## Problem statement
Return the lines below that contain the word "relabel".

____ Data to process

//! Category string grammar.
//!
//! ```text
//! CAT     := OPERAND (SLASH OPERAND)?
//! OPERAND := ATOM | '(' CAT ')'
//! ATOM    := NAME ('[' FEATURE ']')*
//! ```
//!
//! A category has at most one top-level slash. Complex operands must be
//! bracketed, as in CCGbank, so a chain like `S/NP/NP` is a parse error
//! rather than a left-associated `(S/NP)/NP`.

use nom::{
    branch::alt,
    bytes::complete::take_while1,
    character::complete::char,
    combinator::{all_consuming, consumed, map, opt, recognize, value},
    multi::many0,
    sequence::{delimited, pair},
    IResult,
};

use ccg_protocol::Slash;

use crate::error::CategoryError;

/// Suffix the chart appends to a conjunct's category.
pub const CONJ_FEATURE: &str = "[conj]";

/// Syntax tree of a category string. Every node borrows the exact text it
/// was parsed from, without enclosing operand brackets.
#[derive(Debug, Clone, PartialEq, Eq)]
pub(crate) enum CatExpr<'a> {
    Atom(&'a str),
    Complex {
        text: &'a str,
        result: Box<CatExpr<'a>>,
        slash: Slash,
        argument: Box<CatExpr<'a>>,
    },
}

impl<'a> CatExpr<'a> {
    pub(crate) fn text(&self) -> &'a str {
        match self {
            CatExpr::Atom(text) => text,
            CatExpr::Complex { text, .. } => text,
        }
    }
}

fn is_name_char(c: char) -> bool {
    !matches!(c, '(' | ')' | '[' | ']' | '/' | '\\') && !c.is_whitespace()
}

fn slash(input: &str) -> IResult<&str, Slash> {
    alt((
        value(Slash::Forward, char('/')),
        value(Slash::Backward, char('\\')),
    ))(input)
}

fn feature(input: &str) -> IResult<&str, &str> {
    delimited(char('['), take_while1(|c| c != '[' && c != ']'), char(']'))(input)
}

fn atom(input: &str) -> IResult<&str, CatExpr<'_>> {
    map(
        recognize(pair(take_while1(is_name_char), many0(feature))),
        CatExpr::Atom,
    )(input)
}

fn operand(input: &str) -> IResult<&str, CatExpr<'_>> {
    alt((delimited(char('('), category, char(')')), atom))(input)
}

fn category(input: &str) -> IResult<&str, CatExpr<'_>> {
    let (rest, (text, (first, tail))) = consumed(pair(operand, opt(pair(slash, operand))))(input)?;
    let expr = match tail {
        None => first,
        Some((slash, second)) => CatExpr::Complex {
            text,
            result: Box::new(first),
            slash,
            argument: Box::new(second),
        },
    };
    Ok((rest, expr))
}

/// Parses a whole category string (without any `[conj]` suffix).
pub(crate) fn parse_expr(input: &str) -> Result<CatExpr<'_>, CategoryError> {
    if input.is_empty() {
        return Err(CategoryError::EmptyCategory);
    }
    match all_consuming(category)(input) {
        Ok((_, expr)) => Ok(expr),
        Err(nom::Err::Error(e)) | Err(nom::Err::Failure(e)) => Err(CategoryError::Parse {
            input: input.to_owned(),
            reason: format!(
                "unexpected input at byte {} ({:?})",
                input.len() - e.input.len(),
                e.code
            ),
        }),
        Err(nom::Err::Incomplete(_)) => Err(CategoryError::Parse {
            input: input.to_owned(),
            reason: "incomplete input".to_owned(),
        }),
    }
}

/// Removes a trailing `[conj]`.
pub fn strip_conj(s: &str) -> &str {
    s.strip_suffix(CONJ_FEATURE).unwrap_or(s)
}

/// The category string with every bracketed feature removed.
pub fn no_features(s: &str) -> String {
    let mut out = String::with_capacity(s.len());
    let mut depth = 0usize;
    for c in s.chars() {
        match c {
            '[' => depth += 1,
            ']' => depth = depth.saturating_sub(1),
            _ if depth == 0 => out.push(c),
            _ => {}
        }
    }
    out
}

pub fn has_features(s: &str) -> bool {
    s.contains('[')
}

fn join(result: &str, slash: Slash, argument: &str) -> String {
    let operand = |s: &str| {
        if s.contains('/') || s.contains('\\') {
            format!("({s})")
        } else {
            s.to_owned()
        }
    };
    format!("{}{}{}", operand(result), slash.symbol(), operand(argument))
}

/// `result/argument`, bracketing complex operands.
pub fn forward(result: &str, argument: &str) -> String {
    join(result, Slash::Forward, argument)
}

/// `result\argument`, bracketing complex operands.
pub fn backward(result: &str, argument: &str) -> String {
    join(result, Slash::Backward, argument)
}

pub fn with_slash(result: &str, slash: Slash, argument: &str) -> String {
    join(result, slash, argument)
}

________
____ Data to process

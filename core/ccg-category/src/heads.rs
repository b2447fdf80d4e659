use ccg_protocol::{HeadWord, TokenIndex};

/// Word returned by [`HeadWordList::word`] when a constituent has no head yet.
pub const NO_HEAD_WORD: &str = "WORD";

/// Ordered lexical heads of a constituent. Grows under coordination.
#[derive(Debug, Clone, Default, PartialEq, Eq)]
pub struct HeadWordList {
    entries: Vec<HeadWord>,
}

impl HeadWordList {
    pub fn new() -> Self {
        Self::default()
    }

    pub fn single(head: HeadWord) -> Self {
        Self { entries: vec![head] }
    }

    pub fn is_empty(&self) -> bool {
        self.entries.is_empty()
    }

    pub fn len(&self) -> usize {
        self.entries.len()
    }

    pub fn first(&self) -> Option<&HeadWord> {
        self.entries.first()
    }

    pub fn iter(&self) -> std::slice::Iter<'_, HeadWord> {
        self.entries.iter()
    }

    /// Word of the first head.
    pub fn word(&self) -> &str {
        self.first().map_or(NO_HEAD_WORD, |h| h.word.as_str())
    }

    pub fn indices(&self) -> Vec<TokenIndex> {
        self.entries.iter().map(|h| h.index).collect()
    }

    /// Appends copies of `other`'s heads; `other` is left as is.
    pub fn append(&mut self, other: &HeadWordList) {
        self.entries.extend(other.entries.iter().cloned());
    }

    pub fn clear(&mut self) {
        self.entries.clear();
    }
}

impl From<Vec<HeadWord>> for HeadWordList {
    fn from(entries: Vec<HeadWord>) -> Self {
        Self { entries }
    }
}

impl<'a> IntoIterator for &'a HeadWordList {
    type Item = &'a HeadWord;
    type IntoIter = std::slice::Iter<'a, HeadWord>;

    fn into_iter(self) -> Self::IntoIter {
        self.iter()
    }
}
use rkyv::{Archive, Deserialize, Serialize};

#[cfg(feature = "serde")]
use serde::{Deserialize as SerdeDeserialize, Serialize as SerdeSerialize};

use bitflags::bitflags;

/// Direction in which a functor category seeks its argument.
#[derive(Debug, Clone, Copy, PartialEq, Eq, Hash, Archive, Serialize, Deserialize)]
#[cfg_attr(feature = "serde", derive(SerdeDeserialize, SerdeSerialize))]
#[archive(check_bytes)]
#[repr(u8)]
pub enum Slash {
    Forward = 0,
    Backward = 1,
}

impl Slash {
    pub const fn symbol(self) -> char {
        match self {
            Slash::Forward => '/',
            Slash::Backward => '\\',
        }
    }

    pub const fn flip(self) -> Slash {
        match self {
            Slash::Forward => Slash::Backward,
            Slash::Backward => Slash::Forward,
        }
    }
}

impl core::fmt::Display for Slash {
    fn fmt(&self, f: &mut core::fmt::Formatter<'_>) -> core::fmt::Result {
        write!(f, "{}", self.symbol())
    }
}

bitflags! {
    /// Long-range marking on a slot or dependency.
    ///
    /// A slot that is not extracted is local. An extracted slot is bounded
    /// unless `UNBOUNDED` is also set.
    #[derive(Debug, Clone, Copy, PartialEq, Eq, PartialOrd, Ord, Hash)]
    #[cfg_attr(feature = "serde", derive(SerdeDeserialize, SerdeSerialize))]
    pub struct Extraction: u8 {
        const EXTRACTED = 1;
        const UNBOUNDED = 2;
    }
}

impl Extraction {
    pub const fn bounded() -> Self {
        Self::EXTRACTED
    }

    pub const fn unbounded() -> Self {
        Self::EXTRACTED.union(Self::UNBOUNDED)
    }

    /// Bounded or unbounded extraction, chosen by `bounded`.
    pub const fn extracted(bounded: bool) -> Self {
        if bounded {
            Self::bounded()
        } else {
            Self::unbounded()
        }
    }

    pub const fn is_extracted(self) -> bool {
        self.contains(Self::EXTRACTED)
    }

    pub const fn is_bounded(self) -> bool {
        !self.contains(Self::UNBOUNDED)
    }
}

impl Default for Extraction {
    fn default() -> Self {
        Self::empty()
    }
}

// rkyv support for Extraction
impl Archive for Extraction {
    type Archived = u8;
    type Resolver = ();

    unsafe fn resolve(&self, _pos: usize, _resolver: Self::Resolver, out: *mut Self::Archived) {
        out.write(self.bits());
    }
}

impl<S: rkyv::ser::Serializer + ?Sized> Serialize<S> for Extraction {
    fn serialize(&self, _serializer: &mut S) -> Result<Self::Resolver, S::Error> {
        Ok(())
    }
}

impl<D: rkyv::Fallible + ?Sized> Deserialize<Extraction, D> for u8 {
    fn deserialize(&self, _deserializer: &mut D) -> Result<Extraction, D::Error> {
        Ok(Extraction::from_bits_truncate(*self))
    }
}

________
____ Data to process

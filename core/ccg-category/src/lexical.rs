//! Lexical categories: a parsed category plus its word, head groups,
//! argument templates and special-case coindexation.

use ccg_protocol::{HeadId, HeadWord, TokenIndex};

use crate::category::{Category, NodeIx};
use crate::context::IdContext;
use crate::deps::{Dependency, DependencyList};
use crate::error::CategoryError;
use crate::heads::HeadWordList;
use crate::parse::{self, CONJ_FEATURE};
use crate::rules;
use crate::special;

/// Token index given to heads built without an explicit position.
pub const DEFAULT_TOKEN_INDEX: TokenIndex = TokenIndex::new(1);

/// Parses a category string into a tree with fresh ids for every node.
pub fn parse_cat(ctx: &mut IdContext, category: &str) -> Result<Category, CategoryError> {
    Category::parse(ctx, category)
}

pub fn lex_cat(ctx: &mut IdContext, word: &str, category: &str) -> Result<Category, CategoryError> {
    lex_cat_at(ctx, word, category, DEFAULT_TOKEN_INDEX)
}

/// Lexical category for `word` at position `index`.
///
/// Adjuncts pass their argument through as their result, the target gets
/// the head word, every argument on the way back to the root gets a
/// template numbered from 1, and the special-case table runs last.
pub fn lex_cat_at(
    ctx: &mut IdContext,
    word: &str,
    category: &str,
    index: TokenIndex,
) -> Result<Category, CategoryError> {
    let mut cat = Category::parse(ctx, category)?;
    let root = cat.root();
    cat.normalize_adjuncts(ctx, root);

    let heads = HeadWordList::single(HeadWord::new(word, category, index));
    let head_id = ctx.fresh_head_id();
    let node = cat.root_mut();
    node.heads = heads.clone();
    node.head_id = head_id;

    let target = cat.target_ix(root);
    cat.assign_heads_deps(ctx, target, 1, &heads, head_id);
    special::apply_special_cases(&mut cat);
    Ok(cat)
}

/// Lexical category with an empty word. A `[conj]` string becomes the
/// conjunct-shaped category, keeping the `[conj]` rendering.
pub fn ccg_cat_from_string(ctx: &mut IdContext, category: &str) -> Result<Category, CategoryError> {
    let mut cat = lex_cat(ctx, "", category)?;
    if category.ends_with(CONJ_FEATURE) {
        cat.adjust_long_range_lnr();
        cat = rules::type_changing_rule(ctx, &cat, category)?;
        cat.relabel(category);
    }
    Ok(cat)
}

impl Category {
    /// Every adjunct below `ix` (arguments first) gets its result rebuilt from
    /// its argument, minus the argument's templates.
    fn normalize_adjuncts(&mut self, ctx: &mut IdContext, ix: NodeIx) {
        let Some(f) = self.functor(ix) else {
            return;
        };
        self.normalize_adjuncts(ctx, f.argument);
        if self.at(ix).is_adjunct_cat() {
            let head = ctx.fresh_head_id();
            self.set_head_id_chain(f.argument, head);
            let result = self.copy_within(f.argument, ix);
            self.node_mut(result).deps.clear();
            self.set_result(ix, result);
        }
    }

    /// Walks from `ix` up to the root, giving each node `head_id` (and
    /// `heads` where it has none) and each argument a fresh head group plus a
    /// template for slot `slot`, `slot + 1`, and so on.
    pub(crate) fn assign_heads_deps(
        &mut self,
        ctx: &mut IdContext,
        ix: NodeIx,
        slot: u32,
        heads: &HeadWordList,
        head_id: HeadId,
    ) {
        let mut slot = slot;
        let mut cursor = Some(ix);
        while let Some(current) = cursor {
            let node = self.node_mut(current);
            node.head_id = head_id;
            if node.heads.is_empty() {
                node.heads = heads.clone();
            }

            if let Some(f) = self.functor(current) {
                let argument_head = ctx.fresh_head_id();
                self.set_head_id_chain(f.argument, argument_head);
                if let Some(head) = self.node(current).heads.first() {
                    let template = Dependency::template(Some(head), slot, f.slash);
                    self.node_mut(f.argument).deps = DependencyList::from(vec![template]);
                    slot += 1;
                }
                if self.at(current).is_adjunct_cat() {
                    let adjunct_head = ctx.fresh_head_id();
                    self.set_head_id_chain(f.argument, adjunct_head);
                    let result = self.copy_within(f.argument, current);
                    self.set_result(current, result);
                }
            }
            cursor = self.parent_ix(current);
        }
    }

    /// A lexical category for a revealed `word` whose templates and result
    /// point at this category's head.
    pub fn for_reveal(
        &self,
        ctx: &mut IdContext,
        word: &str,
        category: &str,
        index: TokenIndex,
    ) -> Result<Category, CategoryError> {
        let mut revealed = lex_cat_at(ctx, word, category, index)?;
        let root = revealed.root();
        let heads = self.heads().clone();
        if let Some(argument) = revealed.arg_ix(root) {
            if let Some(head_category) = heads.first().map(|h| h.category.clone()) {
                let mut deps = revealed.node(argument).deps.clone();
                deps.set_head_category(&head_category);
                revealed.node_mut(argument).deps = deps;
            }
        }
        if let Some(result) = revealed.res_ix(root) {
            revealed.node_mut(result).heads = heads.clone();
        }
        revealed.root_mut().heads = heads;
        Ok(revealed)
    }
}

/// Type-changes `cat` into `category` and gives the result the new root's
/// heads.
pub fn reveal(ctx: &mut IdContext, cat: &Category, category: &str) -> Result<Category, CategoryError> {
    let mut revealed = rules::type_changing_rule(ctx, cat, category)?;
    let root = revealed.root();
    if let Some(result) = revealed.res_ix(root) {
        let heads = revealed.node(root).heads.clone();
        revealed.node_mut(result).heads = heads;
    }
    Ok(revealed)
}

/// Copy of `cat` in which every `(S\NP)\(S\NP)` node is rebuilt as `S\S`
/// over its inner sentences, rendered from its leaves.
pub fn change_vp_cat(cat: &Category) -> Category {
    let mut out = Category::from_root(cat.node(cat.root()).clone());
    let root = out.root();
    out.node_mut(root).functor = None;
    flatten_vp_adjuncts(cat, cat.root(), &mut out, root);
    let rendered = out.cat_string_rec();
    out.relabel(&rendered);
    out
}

________

## Finished task
        cat.relabel(category);
    out.relabel(&rendered);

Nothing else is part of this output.